(Dataset entries)
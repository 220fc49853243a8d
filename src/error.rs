// Copyright (c) 2025, Jason Jenkins
// SPDX-License-Identifier: BSD-3-Clause

//! Error kinds for a detection request.
//!
//! Every variant is terminal for the request that produced it: nothing is
//! retried automatically and the caller clears all overlays before showing
//! the message.

use thiserror::Error;

/// Number of characters of the raw response quoted in a parse failure.
pub const EXCERPT_CHARS: usize = 100;

#[derive(Debug, Clone, PartialEq, Error)]
pub enum DetectionError {
    /// No image or frame is available to send.
    #[error("no image loaded: open an image before sending a request")]
    Acquisition,

    /// The detection service could not be reached or failed to answer.
    #[error("detection request failed: {0}")]
    Transport(String),

    /// The response is not valid JSON after fence stripping.
    #[error("response is not valid JSON ({message}); received: {excerpt}...")]
    Parse { message: String, excerpt: String },

    /// The response parsed but does not have the shape of the requested type.
    #[error("{}", shape_message(.index, .reason))]
    Shape { index: Option<usize>, reason: String },
}

fn shape_message(index: &Option<usize>, reason: &str) -> String {
    match index {
        Some(index) => format!("invalid detection record at index {index}: {reason}"),
        None => format!("invalid detection response: {reason}"),
    }
}

impl DetectionError {
    /// Build a parse error quoting the start of the offending text.
    pub fn parse(message: impl Into<String>, raw: &str) -> Self {
        Self::Parse {
            message: message.into(),
            excerpt: raw.chars().take(EXCERPT_CHARS).collect(),
        }
    }

    pub fn transport(message: impl std::fmt::Display) -> Self {
        Self::Transport(message.to_string())
    }
}

#[cfg(test)]
mod tests {
    use super::*;

    #[test]
    fn test_parse_excerpt_is_truncated() {
        let raw = "x".repeat(250);
        match DetectionError::parse("bad", &raw) {
            DetectionError::Parse { excerpt, .. } => assert_eq!(excerpt.len(), EXCERPT_CHARS),
            other => panic!("unexpected error {other:?}"),
        }
    }

    #[test]
    fn test_shape_message_mentions_index() {
        let err = DetectionError::Shape {
            index: Some(3),
            reason: "missing field `label`".to_string(),
        };
        assert!(err.to_string().contains("index 3"));

        let err = DetectionError::Shape {
            index: None,
            reason: "expected an array".to_string(),
        };
        assert_eq!(err.to_string(), "invalid detection response: expected an array");
    }
}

▶ [REQUIREMENT] Repeat the entries exactly, leaving nothing out.

▶ [RESULT OF THE TASK]
repository 220fc49853243a8d
filename src/error.rs
// Copyright (c) 2025, Jason Jenkins
// SPDX-License-Identifier: BSD-3-Clause

//! Error kinds for a detection request.
//!
//! Every variant is terminal for the request that produced it: nothing is
//! retried automatically and the caller clears all overlays before showing
//! the message.

use thiserror::Error;

/// Number of characters of the raw response quoted in a parse failure.
pub const EXCERPT_CHARS: usize = 100;

#[derive(Debug, Clone, PartialEq, Error)]
pub enum DetectionError {
    /// No image or frame is available to send.
    #[error("no image loaded: open an image before sending a request")]
    Acquisition,

    /// The detection service could not be reached or failed to answer.
    #[error("detection request failed: {0}")]
    Transport(String),

    /// The response is not valid JSON after fence stripping.
    #[error("response is not valid JSON ({message}); received: {excerpt}...")]
    Parse { message: String, excerpt: String },

    /// The response parsed but does not have the shape of the requested type.
    #[error("{}", shape_message(.index, .reason))]
    Shape { index: Option<usize>, reason: String },
}

fn shape_message(index: &Option<usize>, reason: &str) -> String {
    match index {
        Some(index) => format!("invalid detection record at index {index}: {reason}"),
        None => format!("invalid detection response: {reason}"),
    }
}

impl DetectionError {
    /// Build a parse error quoting the start of the offending text.
    pub fn parse(message: impl Into<String>, raw: &str) -> Self {
        Self::Parse {
            message: message.into(),
            excerpt: raw.chars().take(EXCERPT_CHARS).collect(),
        }
    }

    pub fn transport(message: impl std::fmt::Display) -> Self {
        Self::Transport(message.to_string())
    }
}

#[cfg(test)]
mod tests {
    use super::*;

    #[test]
    fn test_parse_excerpt_is_truncated() {
        let raw = "x".repeat(250);
        match DetectionError::parse("bad", &raw) {
            DetectionError::Parse { excerpt, .. } => assert_eq!(excerpt.len(), EXCERPT_CHARS),
            other => panic!("unexpected error {other:?}"),
        }
    }

    #[test]
    fn test_shape_message_mentions_index() {
        let err = DetectionError::Shape {
            index: Some(3),
            reason: "missing field `label`".to_string(),
        };
        assert!(err.to_string().contains("index 3"));

        let err = DetectionError::Shape {
            index: None,
            reason: "expected an array".to_string(),
        };
        assert_eq!(err.to_string(), "invalid detection response: expected an array");
    }
}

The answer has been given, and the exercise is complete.